* Task brief
Which lines run from the one containing "through a slot." to the end of the entries? Copy them exactly, both ends included, and give nothing else.

* Study material

□ □ □ □ □ □ □

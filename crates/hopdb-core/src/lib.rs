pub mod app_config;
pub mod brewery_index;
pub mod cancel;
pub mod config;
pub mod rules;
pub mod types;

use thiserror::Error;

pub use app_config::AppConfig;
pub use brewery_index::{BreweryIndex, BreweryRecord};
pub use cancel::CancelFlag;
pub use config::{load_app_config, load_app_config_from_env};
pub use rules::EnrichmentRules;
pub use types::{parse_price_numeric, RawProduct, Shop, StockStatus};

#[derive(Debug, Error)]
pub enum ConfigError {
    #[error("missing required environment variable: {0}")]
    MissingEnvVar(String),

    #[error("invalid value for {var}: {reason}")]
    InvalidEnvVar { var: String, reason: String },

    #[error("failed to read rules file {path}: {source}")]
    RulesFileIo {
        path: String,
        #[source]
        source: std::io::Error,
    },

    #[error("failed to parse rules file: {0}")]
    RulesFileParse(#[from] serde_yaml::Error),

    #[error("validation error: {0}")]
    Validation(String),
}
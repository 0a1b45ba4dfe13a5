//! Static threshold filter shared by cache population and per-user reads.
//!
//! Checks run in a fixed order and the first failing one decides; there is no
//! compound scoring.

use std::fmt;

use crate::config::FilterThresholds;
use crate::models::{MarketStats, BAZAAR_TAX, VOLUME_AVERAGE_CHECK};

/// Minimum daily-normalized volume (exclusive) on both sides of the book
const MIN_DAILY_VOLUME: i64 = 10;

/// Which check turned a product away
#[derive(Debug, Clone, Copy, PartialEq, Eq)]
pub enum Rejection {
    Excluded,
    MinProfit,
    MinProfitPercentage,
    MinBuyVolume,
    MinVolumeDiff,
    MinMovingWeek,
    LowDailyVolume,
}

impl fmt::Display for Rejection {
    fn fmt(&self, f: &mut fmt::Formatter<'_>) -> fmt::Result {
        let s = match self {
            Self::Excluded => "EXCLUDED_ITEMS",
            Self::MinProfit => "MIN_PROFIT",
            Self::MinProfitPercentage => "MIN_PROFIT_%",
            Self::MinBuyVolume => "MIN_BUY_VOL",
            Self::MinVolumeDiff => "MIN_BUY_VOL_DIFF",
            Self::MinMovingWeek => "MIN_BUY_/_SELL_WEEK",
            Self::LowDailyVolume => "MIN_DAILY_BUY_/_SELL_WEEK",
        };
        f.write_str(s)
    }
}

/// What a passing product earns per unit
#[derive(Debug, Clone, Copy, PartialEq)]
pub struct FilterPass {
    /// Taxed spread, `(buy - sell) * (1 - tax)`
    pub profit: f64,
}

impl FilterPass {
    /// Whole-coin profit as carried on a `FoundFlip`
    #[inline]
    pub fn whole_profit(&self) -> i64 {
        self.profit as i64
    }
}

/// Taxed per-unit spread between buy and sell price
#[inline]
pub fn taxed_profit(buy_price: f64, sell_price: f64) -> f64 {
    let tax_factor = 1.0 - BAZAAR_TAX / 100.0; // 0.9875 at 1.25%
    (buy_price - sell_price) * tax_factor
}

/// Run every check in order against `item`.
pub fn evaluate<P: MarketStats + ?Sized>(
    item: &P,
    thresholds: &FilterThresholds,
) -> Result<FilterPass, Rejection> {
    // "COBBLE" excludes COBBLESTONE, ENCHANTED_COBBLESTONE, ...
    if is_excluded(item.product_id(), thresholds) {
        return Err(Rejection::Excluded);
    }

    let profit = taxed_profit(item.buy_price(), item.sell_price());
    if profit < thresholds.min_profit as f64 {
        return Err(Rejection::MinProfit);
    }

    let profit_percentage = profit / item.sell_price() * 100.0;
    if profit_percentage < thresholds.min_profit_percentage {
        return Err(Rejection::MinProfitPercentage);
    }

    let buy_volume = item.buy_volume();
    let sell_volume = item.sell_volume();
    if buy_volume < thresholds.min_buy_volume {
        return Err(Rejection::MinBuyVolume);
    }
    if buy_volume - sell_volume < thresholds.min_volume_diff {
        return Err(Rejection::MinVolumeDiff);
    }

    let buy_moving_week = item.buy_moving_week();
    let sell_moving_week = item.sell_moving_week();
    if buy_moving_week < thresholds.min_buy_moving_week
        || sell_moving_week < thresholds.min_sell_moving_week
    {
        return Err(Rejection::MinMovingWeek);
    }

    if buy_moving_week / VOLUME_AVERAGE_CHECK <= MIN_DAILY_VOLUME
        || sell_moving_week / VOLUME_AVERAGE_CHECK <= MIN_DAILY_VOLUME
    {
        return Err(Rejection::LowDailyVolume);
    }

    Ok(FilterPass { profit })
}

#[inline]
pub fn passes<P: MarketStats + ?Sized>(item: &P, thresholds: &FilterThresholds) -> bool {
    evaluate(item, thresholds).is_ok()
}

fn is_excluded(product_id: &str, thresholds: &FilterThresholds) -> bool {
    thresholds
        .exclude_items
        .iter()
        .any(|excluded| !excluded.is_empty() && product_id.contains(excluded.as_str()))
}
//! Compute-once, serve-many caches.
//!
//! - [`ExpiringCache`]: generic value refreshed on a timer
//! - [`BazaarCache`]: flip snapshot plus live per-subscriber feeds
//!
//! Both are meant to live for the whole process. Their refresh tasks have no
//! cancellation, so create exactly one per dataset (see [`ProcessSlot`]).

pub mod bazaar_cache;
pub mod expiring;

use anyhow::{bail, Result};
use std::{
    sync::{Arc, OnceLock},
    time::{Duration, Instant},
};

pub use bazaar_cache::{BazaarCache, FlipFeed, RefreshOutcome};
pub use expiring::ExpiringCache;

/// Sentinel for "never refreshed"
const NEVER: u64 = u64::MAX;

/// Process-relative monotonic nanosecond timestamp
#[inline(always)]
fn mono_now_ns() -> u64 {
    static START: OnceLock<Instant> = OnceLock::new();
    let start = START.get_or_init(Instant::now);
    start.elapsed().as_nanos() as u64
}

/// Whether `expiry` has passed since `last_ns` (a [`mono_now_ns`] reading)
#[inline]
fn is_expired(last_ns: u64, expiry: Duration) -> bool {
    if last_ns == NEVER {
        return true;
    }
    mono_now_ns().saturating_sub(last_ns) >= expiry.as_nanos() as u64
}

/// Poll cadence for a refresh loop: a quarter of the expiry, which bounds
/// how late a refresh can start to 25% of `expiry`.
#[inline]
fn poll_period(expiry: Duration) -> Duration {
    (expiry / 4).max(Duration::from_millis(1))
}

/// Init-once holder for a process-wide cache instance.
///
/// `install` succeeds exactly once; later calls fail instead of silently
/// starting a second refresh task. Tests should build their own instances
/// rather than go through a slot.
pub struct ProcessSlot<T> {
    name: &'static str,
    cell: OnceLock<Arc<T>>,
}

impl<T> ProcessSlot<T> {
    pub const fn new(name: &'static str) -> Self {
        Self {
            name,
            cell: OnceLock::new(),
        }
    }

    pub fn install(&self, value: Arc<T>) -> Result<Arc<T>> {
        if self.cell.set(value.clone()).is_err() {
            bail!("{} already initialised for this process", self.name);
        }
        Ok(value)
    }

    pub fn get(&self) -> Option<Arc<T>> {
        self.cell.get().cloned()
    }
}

□ □ □ □ □ □ □

* Response area
/// rather than go through a slot.
pub struct ProcessSlot<T> {
    name: &'static str,
    cell: OnceLock<Arc<T>>,
}

impl<T> ProcessSlot<T> {
    pub const fn new(name: &'static str) -> Self {
        Self {
            name,
            cell: OnceLock::new(),
        }
    }

    pub fn install(&self, value: Arc<T>) -> Result<Arc<T>> {
        if self.cell.set(value.clone()).is_err() {
            bail!("{} already initialised for this process", self.name);
        }
        Ok(value)
    }

    pub fn get(&self) -> Option<Arc<T>> {
        self.cell.get().cloned()
    }
}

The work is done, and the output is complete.